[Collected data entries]

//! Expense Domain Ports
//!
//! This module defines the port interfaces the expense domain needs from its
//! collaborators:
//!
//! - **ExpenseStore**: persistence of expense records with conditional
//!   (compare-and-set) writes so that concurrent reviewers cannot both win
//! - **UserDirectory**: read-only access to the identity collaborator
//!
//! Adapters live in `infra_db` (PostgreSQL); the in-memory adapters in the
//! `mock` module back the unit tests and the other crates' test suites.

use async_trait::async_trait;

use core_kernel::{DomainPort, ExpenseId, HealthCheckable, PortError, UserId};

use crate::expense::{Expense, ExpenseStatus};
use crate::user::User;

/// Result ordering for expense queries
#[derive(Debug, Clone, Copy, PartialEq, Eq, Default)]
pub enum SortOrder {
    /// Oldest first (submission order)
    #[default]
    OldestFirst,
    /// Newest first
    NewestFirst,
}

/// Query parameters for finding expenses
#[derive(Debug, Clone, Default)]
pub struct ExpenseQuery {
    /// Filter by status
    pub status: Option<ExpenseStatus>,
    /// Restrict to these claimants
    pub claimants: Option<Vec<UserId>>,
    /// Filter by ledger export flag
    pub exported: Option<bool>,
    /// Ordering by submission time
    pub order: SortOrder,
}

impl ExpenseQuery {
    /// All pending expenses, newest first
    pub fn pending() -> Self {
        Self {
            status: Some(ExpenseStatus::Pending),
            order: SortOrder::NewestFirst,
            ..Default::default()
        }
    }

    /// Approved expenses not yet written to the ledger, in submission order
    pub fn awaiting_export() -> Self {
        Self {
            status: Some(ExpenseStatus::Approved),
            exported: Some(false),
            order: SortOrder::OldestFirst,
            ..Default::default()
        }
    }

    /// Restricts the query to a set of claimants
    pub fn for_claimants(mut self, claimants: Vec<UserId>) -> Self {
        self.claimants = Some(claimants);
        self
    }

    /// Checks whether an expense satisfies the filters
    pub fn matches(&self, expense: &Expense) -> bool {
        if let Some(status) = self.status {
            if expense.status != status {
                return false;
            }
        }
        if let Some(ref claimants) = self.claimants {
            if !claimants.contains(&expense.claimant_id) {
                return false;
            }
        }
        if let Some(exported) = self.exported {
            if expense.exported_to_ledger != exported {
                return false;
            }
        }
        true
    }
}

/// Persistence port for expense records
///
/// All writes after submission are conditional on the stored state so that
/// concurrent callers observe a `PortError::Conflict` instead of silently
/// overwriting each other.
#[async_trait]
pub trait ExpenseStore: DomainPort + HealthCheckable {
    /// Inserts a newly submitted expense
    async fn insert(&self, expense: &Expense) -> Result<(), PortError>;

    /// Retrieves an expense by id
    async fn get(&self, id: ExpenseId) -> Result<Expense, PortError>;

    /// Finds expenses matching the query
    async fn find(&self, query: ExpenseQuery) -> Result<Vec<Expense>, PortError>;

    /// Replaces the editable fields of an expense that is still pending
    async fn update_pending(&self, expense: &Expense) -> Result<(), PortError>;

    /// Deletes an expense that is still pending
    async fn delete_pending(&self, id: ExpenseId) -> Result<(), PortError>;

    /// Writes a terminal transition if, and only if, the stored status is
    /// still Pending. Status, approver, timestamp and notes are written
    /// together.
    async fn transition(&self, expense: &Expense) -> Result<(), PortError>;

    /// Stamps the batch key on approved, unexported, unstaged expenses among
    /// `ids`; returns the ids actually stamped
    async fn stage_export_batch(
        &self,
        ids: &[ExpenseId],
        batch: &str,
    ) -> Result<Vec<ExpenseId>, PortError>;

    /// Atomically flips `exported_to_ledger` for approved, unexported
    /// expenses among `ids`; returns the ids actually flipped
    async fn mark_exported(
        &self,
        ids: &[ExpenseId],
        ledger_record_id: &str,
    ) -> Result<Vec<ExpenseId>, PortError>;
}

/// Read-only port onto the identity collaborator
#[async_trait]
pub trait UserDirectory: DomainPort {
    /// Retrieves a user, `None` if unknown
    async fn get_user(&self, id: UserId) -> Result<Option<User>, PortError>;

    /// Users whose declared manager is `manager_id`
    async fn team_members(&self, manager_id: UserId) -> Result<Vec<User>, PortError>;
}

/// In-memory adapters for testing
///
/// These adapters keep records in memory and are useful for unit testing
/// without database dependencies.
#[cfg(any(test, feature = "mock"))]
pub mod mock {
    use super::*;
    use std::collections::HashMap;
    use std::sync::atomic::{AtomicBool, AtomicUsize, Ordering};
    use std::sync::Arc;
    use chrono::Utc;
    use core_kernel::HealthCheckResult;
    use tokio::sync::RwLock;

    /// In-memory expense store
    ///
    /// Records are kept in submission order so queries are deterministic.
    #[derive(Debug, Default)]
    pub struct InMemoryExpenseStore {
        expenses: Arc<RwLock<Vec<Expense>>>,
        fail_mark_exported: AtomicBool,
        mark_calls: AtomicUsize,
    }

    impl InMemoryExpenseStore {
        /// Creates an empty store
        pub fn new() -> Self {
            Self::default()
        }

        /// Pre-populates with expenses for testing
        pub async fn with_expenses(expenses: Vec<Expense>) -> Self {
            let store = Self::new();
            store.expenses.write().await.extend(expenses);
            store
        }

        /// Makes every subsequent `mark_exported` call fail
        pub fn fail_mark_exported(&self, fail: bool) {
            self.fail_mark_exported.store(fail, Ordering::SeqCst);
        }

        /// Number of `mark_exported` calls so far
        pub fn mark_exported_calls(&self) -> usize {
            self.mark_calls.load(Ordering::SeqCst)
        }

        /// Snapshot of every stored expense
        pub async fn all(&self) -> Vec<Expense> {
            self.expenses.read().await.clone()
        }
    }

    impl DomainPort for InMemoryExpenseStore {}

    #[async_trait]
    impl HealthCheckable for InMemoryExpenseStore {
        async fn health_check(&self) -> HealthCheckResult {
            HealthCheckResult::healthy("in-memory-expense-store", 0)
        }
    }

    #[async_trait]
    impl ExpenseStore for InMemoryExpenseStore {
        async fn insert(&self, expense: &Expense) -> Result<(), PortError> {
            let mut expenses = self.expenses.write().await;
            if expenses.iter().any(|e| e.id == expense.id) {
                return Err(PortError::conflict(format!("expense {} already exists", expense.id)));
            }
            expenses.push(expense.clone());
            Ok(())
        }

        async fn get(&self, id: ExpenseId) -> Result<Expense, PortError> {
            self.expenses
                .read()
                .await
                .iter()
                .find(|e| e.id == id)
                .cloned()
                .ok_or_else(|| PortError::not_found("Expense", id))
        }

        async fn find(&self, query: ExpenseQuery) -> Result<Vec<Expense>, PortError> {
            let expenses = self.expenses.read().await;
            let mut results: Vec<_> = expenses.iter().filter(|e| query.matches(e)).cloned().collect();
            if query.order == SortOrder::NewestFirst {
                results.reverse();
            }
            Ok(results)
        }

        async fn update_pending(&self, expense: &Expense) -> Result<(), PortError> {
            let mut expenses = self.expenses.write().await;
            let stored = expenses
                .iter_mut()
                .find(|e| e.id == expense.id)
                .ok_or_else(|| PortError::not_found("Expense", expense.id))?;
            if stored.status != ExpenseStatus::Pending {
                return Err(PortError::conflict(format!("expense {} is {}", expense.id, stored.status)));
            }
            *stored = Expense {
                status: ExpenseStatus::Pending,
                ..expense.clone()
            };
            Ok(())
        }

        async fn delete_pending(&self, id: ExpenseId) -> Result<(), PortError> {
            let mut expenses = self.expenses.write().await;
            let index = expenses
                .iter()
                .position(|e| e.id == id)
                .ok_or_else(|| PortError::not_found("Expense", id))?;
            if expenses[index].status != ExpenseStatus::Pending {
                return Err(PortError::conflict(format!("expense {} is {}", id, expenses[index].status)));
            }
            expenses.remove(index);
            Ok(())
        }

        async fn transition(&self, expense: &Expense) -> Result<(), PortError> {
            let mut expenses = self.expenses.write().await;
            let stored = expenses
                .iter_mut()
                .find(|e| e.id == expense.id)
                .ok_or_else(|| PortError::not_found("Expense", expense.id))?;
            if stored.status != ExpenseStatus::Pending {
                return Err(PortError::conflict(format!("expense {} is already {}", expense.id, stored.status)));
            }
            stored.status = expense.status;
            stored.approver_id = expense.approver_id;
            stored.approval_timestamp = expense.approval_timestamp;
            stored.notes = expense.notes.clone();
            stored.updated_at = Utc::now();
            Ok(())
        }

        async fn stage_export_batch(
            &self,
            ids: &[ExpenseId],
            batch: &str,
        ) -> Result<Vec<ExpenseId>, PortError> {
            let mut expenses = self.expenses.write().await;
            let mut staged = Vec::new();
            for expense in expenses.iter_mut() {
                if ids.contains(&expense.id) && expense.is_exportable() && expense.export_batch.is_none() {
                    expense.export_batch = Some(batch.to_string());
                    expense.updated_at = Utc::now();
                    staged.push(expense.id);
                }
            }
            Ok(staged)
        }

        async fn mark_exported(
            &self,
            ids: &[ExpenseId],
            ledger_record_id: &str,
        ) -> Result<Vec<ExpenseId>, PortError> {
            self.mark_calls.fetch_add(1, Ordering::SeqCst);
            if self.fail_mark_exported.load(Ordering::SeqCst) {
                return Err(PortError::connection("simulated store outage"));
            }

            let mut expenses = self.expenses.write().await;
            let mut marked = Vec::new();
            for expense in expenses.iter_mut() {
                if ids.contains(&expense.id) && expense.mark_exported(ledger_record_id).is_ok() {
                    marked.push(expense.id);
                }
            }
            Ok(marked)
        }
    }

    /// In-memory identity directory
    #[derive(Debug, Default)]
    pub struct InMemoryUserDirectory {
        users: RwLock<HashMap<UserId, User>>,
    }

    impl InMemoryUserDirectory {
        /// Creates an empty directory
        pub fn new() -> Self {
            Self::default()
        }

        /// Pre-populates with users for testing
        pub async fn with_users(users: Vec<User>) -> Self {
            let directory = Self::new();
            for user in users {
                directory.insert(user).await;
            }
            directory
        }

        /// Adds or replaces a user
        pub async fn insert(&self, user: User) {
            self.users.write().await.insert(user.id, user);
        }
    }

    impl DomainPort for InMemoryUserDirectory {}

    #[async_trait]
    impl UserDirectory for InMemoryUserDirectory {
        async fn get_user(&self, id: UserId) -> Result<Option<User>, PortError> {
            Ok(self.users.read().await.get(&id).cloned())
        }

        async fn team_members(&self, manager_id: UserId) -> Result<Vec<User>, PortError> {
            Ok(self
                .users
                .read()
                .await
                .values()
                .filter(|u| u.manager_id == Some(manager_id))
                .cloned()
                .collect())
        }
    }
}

**What the task requires:** Using the records above, copy all lines that include the word "testing".

**Written answer:**
/// In-memory adapters for testing
/// These adapters keep records in memory and are useful for unit testing
        /// Pre-populates with expenses for testing
        /// Pre-populates with users for testing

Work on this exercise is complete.